Unfortunately, many of the proposals in the president’s budget run counter to these types of initiatives.  I am concerned with the focus on partisan policies that risk harming health care access and affordability, for both current and future patients. 

This includes:

• Government-run Drug Pricing: The budget’s central proposal would dramatically expand the size and scope of the bureaucratic, government-run drug price-setting program enacted under last year’s Inflation Reduction Act (IRA). Prior to that law’s passage, my Republican colleagues and I warned repeatedly that imposing sweeping price controls would prove disastrous for patients, biomedical research and development, and domestic manufacturing jobs. Many of our fears have already come to pass. There are better ways to modernize and enhance federal prescription drug programs, and I am currently working on bipartisan legislation with my Finance Committee counterparts to responsibly reduce drug costs for patients and taxpayers.

• Medical Innovation: We have also raised concerns with maintaining life-saving research and development, as a University of Chicago study estimated the IRA would result in 135 fewer new drug approvals in the next two decades.  That figure would inevitably skyrocket under the budget’s proposed expansion.  Already, numerous manufacturers have signaled plans to table certain projects in light of the uncertainty created by the IRA.

• Drug Shortages: In recent months, we have also seen a rash of drug shortages, which even leading U.S. Food and Drug Administration officials have attributed to pricing dynamics. Doubling down on the IRA’s price controls would exacerbate the law’s most harmful consequences. We deserve better and more affordable access to prescription drugs, and we can find bipartisan, results-oriented solutions this year to advance that goal. Government price mandates, however, are a step in the wrong direction.

• Medicare Insolvency: I also have profound concerns with the budget’s bold claims of averting the Medicare Hospital Insurance Trust Fund’s looming insolvency, largely through massive tax hikes and budget gimmicks. This unbalanced approach does nothing to address Medicare’s cost drivers.  It would also punish the small business job creators and entrepreneurs who drive our economy.   

• Straining Medicaid: Unfortunately, the budget takes a similarly shortsighted approach to Medicaid, reviving past rejected policies, including hundreds of billions in new spending, tied to burdensome conditions and efforts to circumvent state leaders. The federal government should focus on supporting states as they work to return Medicaid to post-pandemic normalcy, rather than imposing new top-down mandates.
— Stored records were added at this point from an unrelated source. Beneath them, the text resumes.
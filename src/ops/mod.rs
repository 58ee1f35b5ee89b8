//! Build-phase entry points.
//!
//! Each function here corresponds to one phase of the enclosing build:
//! stub generation and documentation, each for main and test sources.

pub mod docs;
pub mod stubs;

pub use docs::{generate_docs, generate_test_docs, DocsConfig};
pub use stubs::{generate_stubs, generate_test_stubs, StubsConfig, SOURCE_EXTENSION};
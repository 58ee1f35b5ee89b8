//! User-friendly diagnostic messages.
//!
//! Every fatal toolchain error must name its probable cause and suggest a
//! fix, so the build operator can self-diagnose without reading this
//! crate's internals.

use std::fmt;
use std::path::PathBuf;

/// Common suggestion messages for consistent error handling.
pub mod suggestions {
    /// Suggestion when the toolchain cannot be located at all.
    pub const DECLARE_TOOLCHAIN: &str =
        "Declare keel as a toolchain dependency, or install it so `keelc` is on PATH";

    /// Suggestion when the installed toolchain lacks a required command.
    pub const UPGRADE_TOOLCHAIN: &str =
        "Upgrade keel to a version that provides this operation";

    /// Suggestion when the tool itself reported errors.
    pub const CHECK_SOURCES: &str =
        "Fix the reported errors in your `.keel` sources and rebuild";
}

/// Severity level for diagnostics.
#[derive(Debug, Clone, Copy, PartialEq, Eq)]
pub enum Severity {
    Error,
    Warning,
    Note,
}

impl Severity {
    /// Severity label, optionally wrapped in ANSI color.
    fn label(&self, color: bool) -> &'static str {
        match (self, color) {
            (Severity::Error, false) => "error",
            (Severity::Warning, false) => "warning",
            (Severity::Note, false) => "note",
            (Severity::Error, true) => "\x1b[1;31merror\x1b[0m",
            (Severity::Warning, true) => "\x1b[1;33mwarning\x1b[0m",
            (Severity::Note, true) => "\x1b[1;36mnote\x1b[0m",
        }
    }
}

impl fmt::Display for Severity {
    fn fmt(&self, f: &mut fmt::Formatter<'_>) -> fmt::Result {
        write!(f, "{}", self.label(false))
    }
}

/// A diagnostic message with optional context and suggestions.
#[derive(Debug, Clone)]
pub struct Diagnostic {
    /// Primary message
    pub message: String,
    /// Severity level
    pub severity: Severity,
    /// Additional context lines
    pub context: Vec<String>,
    /// Suggested fixes
    pub suggestions: Vec<String>,
    /// Related location (file path)
    pub location: Option<PathBuf>,
}

impl Diagnostic {
    /// Create a new error diagnostic.
    pub fn error(message: impl Into<String>) -> Self {
        Diagnostic {
            message: message.into(),
            severity: Severity::Error,
            context: Vec::new(),
            suggestions: Vec::new(),
            location: None,
        }
    }

    /// Create a new warning diagnostic.
    pub fn warning(message: impl Into<String>) -> Self {
        Diagnostic {
            message: message.into(),
            severity: Severity::Warning,
            context: Vec::new(),
            suggestions: Vec::new(),
            location: None,
        }
    }

    /// Add context to the diagnostic.
    pub fn with_context(mut self, context: impl Into<String>) -> Self {
        self.context.push(context.into());
        self
    }

    /// Add a suggestion for fixing the issue.
    pub fn with_suggestion(mut self, suggestion: impl Into<String>) -> Self {
        self.suggestions.push(suggestion.into());
        self
    }

    /// Add a file location.
    pub fn with_location(mut self, path: impl Into<PathBuf>) -> Self {
        self.location = Some(path.into());
        self
    }

    /// Format the diagnostic for terminal output.
    ///
    /// One `help:` line per suggestion, so a host that forwards stderr
    /// line-by-line keeps each suggestion intact.
    pub fn format(&self, color: bool) -> String {
        let mut output = String::new();

        output.push_str(&format!(
            "{}: {}\n",
            self.severity.label(color),
            self.message
        ));

        if let Some(ref path) = self.location {
            output.push_str(&format!("  at {}\n", path.display()));
        }

        for ctx in &self.context {
            output.push_str(&format!("  | {}\n", ctx));
        }

        let help_prefix = if color { "\x1b[1;32mhelp\x1b[0m" } else { "help" };
        for suggestion in &self.suggestions {
            output.push_str(&format!("{}: {}\n", help_prefix, suggestion));
        }

        output
    }
}

impl fmt::Display for Diagnostic {
    fn fmt(&self, f: &mut fmt::Formatter<'_>) -> fmt::Result {
        write!(f, "{}", self.format(false))
    }
}

/// Print a diagnostic to stderr.
pub fn emit(diagnostic: &Diagnostic, color: bool) {
    eprint!("{}", diagnostic.format(color));
}
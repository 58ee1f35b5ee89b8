//! Recording build host for adapter tests.

use std::path::{Path, PathBuf};

use crate::host::{BuildHost, Scope};

/// A [`BuildHost`] that records source-root registrations.
pub struct RecordingHost {
    base: PathBuf,
    pub roots: Vec<(Scope, PathBuf)>,
}

impl RecordingHost {
    pub fn new(base: impl Into<PathBuf>) -> Self {
        RecordingHost {
            base: base.into(),
            roots: Vec::new(),
        }
    }
}

impl BuildHost for RecordingHost {
    fn base_dir(&self) -> &Path {
        &self.base
    }

    fn add_source_root(&mut self, scope: Scope, dir: &Path) {
        self.roots.push((scope, dir.to_path_buf()));
    }
}
//! Shared utilities

pub mod diagnostic;
pub mod fs;
pub mod process;

pub use diagnostic::Diagnostic;
pub use process::{SystemRunner, ToolInvocation, ToolOutput, ToolRunner};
Instead of turning to one-size-fits-all solutions, we should look to proven models for federal programs, such as Medicare Advantage. With sky-high patient satisfaction rates, Medicare Advantage shows consumer choice and market forces can produce more benefits and better outcomes. As we move forward, we must focus on our many shared goals, from cost-cutting competition to sustainable telehealth access, rather than on partisan priorities, to improve access to quality and affordable health care.